Monday 26 Feb 2018 | 00:36 | SYDNEY
Monday 26 Feb 2018 | 00:36 | SYDNEY

France's mixed messages for the Pacific



28 January 2010 10:23

Recent rare comments (full text here) by President Nicolas Sarkozy on his Government's approach to France's overseas entities raise questions about France's sincerity in implementing a genuine choice for independence in New Caledonia, and its plans for French Polynesia and even tiny Wallis and Futuna. 

Sarkozy also hinted at a diminution in France's largesse towards its overseas entities, including in the Pacific. Such trends could disturb the current comfort zone in our near neighborhood.

In his New Year message to Overseas France (the string of twelve French entities that stretch from Saint Pierre-et-Miquelon on the Atlantic, round through French Polynesia and New Caledonia in the Pacific, and across to Réunion in the Indian Ocean), Sarkozy revived De Gaulle's imperialist strategic vision of France. He said that thanks to them, France was 'France of the three oceans', and referred to their contribution to 'our influence, our grandeur and our power' (using Gaullist terms, 'rayonnement', 'grandeur' and 'puissance').

He promised that his Government would be open to support institutional evolutions so that each entity could find its 'balance' within France's constitution, which enabled a certain flexibility, but with 'one red line which I will never allow to be crossed – that of independence'. He also warned that he would be 'intransigent' on violence and public order.

He called for a new model of development, one less artificially dependent on the métropole. 'You must not be afraid of your neighbours', he said.

France's presence in the Pacific has been constructive and generally stabilising over the last 15 years, owing to France ceasing its nuclear tests and implementing democratic changes in its Pacific entities. Regional leaders have recognised this, welcoming the French entities as 'associate' members of the Pacific Island Forum. 

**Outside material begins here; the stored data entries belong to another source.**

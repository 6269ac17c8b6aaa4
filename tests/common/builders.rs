//! Wiring helpers shared by the integration tests. Everything runs against the
//! in-memory collaborators from `gateway_orchestrator::testing`.

#![allow(dead_code)]

use anyhow::Context;
use std::sync::Arc;
use tempfile::TempDir;

use gateway_orchestrator::config::StagingConfig;
use gateway_orchestrator::executor::WorkflowOperator;
use gateway_orchestrator::metrics::OrchestratorMetrics;
use gateway_orchestrator::models::{DataType, JobStatusResult};
use gateway_orchestrator::staging::StagingServices;
use gateway_orchestrator::state_machine::JobState;
use gateway_orchestrator::testing::fixtures::{input_object, output_object};
use gateway_orchestrator::testing::{
    InMemoryAdaptor, InMemoryRegistry, ProcessFixture, RecordingOperator, RecordingPublisher,
    StaticAdaptorSupport,
};
use gateway_orchestrator::workflow::{
    JobStatusRecord, PostWorkflowManager, PreWorkflowManager, ProcessLocks, WorkflowManager,
};

/// Pre and post managers sharing one registry, publisher and lock table
pub struct WorkflowHarness {
    pub pre: Arc<PreWorkflowManager>,
    pub post: Arc<PostWorkflowManager>,
    pub operator: Arc<RecordingOperator>,
    pub registry: Arc<InMemoryRegistry>,
    pub publisher: Arc<RecordingPublisher>,
    pub metrics: Arc<OrchestratorMetrics>,
}

impl WorkflowHarness {
    pub fn new(fixture: &ProcessFixture) -> anyhow::Result<Self> {
        let operator = Arc::new(RecordingOperator::new("cluster-a"));
        let registry = Arc::new(InMemoryRegistry::new());
        fixture.seed(&registry);
        let publisher = Arc::new(RecordingPublisher::new());
        let metrics = Arc::new(OrchestratorMetrics::new());
        let locks = ProcessLocks::new();

        let manager = |name: &str| {
            WorkflowManager::new(
                name,
                vec![operator.clone() as Arc<dyn WorkflowOperator>],
                registry.clone(),
                publisher.clone(),
                locks.clone(),
                metrics.clone(),
            )
            .map(Arc::new)
        };
        let pre = Arc::new(PreWorkflowManager::new(
            manager("pre-workflow-manager").context("building pre manager")?,
        ));
        let post = Arc::new(PostWorkflowManager::new(
            manager("post-workflow-manager").context("building post manager")?,
        ));

        Ok(Self {
            pre,
            post,
            operator,
            registry,
            publisher,
            metrics,
        })
    }
}

/// Staging services over two in-memory hosts and a scratch directory
pub struct StagingHarness {
    pub services: StagingServices,
    pub registry: Arc<InMemoryRegistry>,
    pub compute: Arc<InMemoryAdaptor>,
    pub storage: Arc<InMemoryAdaptor>,
    pub metrics: Arc<OrchestratorMetrics>,
    _scratch: TempDir,
}

impl StagingHarness {
    pub fn new(fixture: &ProcessFixture, streaming: bool) -> anyhow::Result<Self> {
        let scratch = tempfile::tempdir().context("creating scratch directory")?;
        let registry = Arc::new(InMemoryRegistry::new());
        fixture.seed(&registry);
        let compute = Arc::new(InMemoryAdaptor::new());
        let storage = Arc::new(InMemoryAdaptor::new());
        let metrics = Arc::new(OrchestratorMetrics::new());
        let services = StagingServices::new(
            registry.clone(),
            Arc::new(StaticAdaptorSupport::new(compute.clone(), storage.clone())),
            Arc::new(RecordingPublisher::new()),
            StagingConfig {
                streaming_enabled: streaming,
                local_data_location: scratch.path().to_path_buf(),
                ..StagingConfig::default()
            },
            metrics.clone(),
        );
        Ok(Self {
            services,
            registry,
            compute,
            storage,
            metrics,
            _scratch: scratch,
        })
    }
}

/// Env setup, one input, submission, one output and an archive
pub fn full_process(process_id: &str) -> ProcessFixture {
    ProcessFixture::new(process_id)
        .with_max_retry(2)
        .env_setup("env")
        .input_staging(
            "in",
            input_object("in", Some("/data/in.dat"), DataType::Uri),
            "/data/in.dat",
            "/scratch/in.dat",
        )
        .job_submission("submit")
        .output_staging(
            "out",
            output_object("result", Some("result.txt"), DataType::Uri),
            "/scratch/result.txt",
            "/archive/result.txt",
        )
        .archive("archive", "/scratch", "/archive/bundle.tar")
}

pub fn job_status(job_id: &str, job_name: &str, state: JobState) -> JobStatusResult {
    JobStatusResult {
        job_id: job_id.to_string(),
        job_name: job_name.to_string(),
        state,
        publisher_name: "slurm-monitor".to_string(),
    }
}

pub fn record(partition: i32, offset: u64, status: JobStatusResult) -> JobStatusRecord {
    JobStatusRecord {
        partition,
        offset,
        key: Some(status.job_id.clone()),
        value: status,
    }
}
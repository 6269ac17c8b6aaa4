//! End-to-end process lifecycle through the pre/post managers and the
//! job-status event loop.

mod common;

use std::sync::Arc;

use common::builders::{full_process, job_status, record, WorkflowHarness};
use gateway_orchestrator::config::{EnactmentConfig, JobStatusConsumerConfig};
use gateway_orchestrator::events::StatusEvent;
use gateway_orchestrator::models::{ProcessStatus, ResourceType};
use gateway_orchestrator::state_machine::{JobState, ProcessState};
use gateway_orchestrator::tasks::TaskKind;
use gateway_orchestrator::testing::VecEventSource;
use gateway_orchestrator::workflow::{
    JobStatusEventLoop, JobStatusHandler, MessageDisposition, ProcessLifecycleMessage,
};

fn event_loop(harness: &WorkflowHarness, source: Arc<VecEventSource>) -> JobStatusEventLoop {
    JobStatusEventLoop::new(
        source,
        Arc::clone(&harness.post) as Arc<dyn JobStatusHandler>,
        &JobStatusConsumerConfig::default(),
        &EnactmentConfig { thread_pool_size: 2 },
    )
}

fn process_states(events: &[StatusEvent]) -> Vec<ProcessState> {
    events
        .iter()
        .filter_map(|event| match event {
            StatusEvent::Process(event) => Some(event.state),
            StatusEvent::Job(_) => None,
        })
        .collect()
}

#[tokio::test]
async fn test_launch_complete_and_terminate() -> anyhow::Result<()> {
    let fixture = full_process("p1").with_resource_type(ResourceType::Aws);
    let harness = WorkflowHarness::new(&fixture)?;
    harness
        .registry
        .insert_job(fixture.job("1001", "A1", "submit", JobState::Executing));

    let launch = ProcessLifecycleMessage::LaunchProcess {
        process_id: fixture.process_id.clone(),
        experiment_id: fixture.experiment_id.clone(),
        gateway_id: fixture.gateway_id.clone(),
    };
    assert_eq!(harness.pre.on_message(&launch).await, MessageDisposition::Ack);

    let source = Arc::new(VecEventSource::new());
    let handled = event_loop(&harness, source.clone())
        .process_batch(vec![record(
            0,
            41,
            job_status("1001", "A1", JobState::Complete),
        )])
        .await;
    assert_eq!(handled, 1);
    assert_eq!(source.commits(), vec![(0, 42)]);

    let terminate = ProcessLifecycleMessage::TerminateProcess {
        process_id: fixture.process_id.clone(),
        gateway_id: fixture.gateway_id.clone(),
    };
    assert_eq!(harness.pre.on_message(&terminate).await, MessageDisposition::Ack);

    let launches = harness.operator.launches();
    assert_eq!(launches.len(), 3);
    assert!(launches.iter().all(|launch| launch.global_fail));

    let (pre, post, cancel) = (&launches[0], &launches[1], &launches[2]);
    assert!(pre.workflow_name.starts_with("p1-PRE-"));
    assert_eq!(
        pre.chain.kinds(),
        vec![
            &TaskKind::EnvSetup,
            &TaskKind::InputDataStaging,
            &TaskKind::JobSubmission
        ]
    );
    assert!(post.workflow_name.starts_with("p1-POST-"));
    assert_eq!(
        post.chain.kinds(),
        vec![
            &TaskKind::JobVerification,
            &TaskKind::OutputDataStaging,
            &TaskKind::Archive,
            &TaskKind::Completing,
            &TaskKind::ParsingTriggering
        ]
    );
    assert!(cancel.workflow_name.starts_with("p1-CANCEL-"));
    assert_eq!(
        cancel.chain.kinds(),
        vec![
            &TaskKind::WorkflowCancellation {
                cancelling_workflow: pre.workflow_name.clone()
            },
            &TaskKind::WorkflowCancellation {
                cancelling_workflow: post.workflow_name.clone()
            },
            &TaskKind::RemoteJobCancellation,
            &TaskKind::CancelCompleting
        ]
    );

    let phases: Vec<String> = harness
        .registry
        .workflow_registrations()
        .into_iter()
        .map(|registration| registration.phase)
        .collect();
    assert_eq!(phases, vec!["PRE", "POST"]);

    let events = harness.publisher.events();
    assert_eq!(process_states(&events), vec![ProcessState::Started]);
    assert!(events.iter().any(|event| matches!(
        event,
        StatusEvent::Job(job) if job.state == JobState::Complete && job.job_id == "1001"
    )));

    let snapshot = harness.metrics.snapshot();
    assert_eq!(
        (snapshot.pre_workflows, snapshot.post_workflows, snapshot.cancel_workflows),
        (1, 1, 1)
    );
    Ok(())
}

#[tokio::test]
async fn test_canceled_job_confirms_a_cancelling_process() -> anyhow::Result<()> {
    let fixture = full_process("p2");
    let harness = WorkflowHarness::new(&fixture)?;
    harness
        .registry
        .insert_job(fixture.job("2001", "B1", "submit", JobState::Queued));
    harness
        .registry
        .set_process_status("p2", ProcessStatus::now(ProcessState::Cancelling));

    let source = Arc::new(VecEventSource::new());
    let handled = event_loop(&harness, source)
        .process_batch(vec![record(
            3,
            0,
            job_status("2001", "B1", JobState::Canceled),
        )])
        .await;

    assert_eq!(handled, 1);
    assert!(harness.operator.launches().is_empty());
    assert_eq!(
        process_states(&harness.publisher.events()),
        vec![ProcessState::Canceled]
    );
    let updates = harness.registry.status_updates();
    assert_eq!(updates.last().map(|(_, status)| status.state), Some(ProcessState::Canceled));
    Ok(())
}

#[tokio::test]
async fn test_stale_update_from_the_stream_changes_nothing() -> anyhow::Result<()> {
    let fixture = full_process("p3");
    let harness = WorkflowHarness::new(&fixture)?;
    harness
        .registry
        .insert_job(fixture.job("3001", "C1", "submit", JobState::Active));

    let source = Arc::new(VecEventSource::new());
    let handled = event_loop(&harness, source.clone())
        .process_batch(vec![record(
            0,
            7,
            job_status("3001", "C1", JobState::Queued),
        )])
        .await;

    // acknowledged and committed, but nothing persisted or launched
    assert_eq!(handled, 1);
    assert_eq!(source.commits(), vec![(0, 8)]);
    assert!(harness.registry.job_status_appends().is_empty());
    assert!(harness.publisher.events().is_empty());
    assert!(harness.operator.launches().is_empty());
    Ok(())
}

#[tokio::test]
async fn test_unresolvable_job_is_reported_unhandled_but_committed() -> anyhow::Result<()> {
    let fixture = full_process("p4");
    let harness = WorkflowHarness::new(&fixture)?;

    let source = Arc::new(VecEventSource::new());
    let handled = event_loop(&harness, source.clone())
        .process_batch(vec![record(
            1,
            99,
            job_status("missing", "Z9", JobState::Complete),
        )])
        .await;

    assert_eq!(handled, 0);
    assert_eq!(source.commits(), vec![(1, 100)]);
    Ok(())
}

But there are cracks emerging. French Polynesia has been wracked with instability, largely because pro-French groups refuse to accept the extent of electoral support for the pro-independence leader Oscar Temaru. The entity is almost entirely dependent on France to pay for the artificially high economy created during the testing program. 

New Caledonia has also seen local divisions, with a weakening of pro-France representation in the local Congress by a new, more extreme independence party. France remains committed to funding the handover of important responsibilities and benefits under the 1998 Noumea Accord, but the handover schedule has slipped.

At the same time as he made his comments, Sarkozy announced further statutory reform in French Polynesia, to change electoral processes yet again. It will be important for stability that these changes do not have the same effect as other statutory changes in recent years, that have diluted the weight of votes for the pro-independence forces.

For New Caledonia, where up to three referenda on the future status and transfer of the five final 'sovereign' powers are to take place from 2014 to 2018, Sarkozy affirmed France's 'total loyalty' to all partners of the Accord, whether pro-France or pro-independence. At the same time, he said discussions must begin so that the results of the referenda foreshadowed by the Accord will be approved by a 'very large majority'. 

With the pro-France group currently  in the (recently reduced) majority, this supposes that talks will result in winning over many of those who currently support independence. Sarkozy's explicit ruling out of independence for France's overseas entities raises questions about the claimed impartiality of the French State as a signatory to the Accord.

Sarkozy also foreshadowed changes for Wallis and Futuna, the tiny archipelago which has been administered, unchallenged, under a 1960 statute right up to the present. He said he was prepared, from this year, to examine propositions for modernisation, but again, 'within the framework of the Republic'.

Canberra is comfortable with France's presence as a partner in the region, and will welcome the intentions for the French collectivities to become more engaged economically. But it should be wary of instabilities arising from any roll-back of democracy, such as by new statutes in French Polynesia or partisan implementation of the Noumea Accord processes; and of any consequent negative reactions by regional leaders, not to mention economic consequences for Australia should France resile from its economic commitments.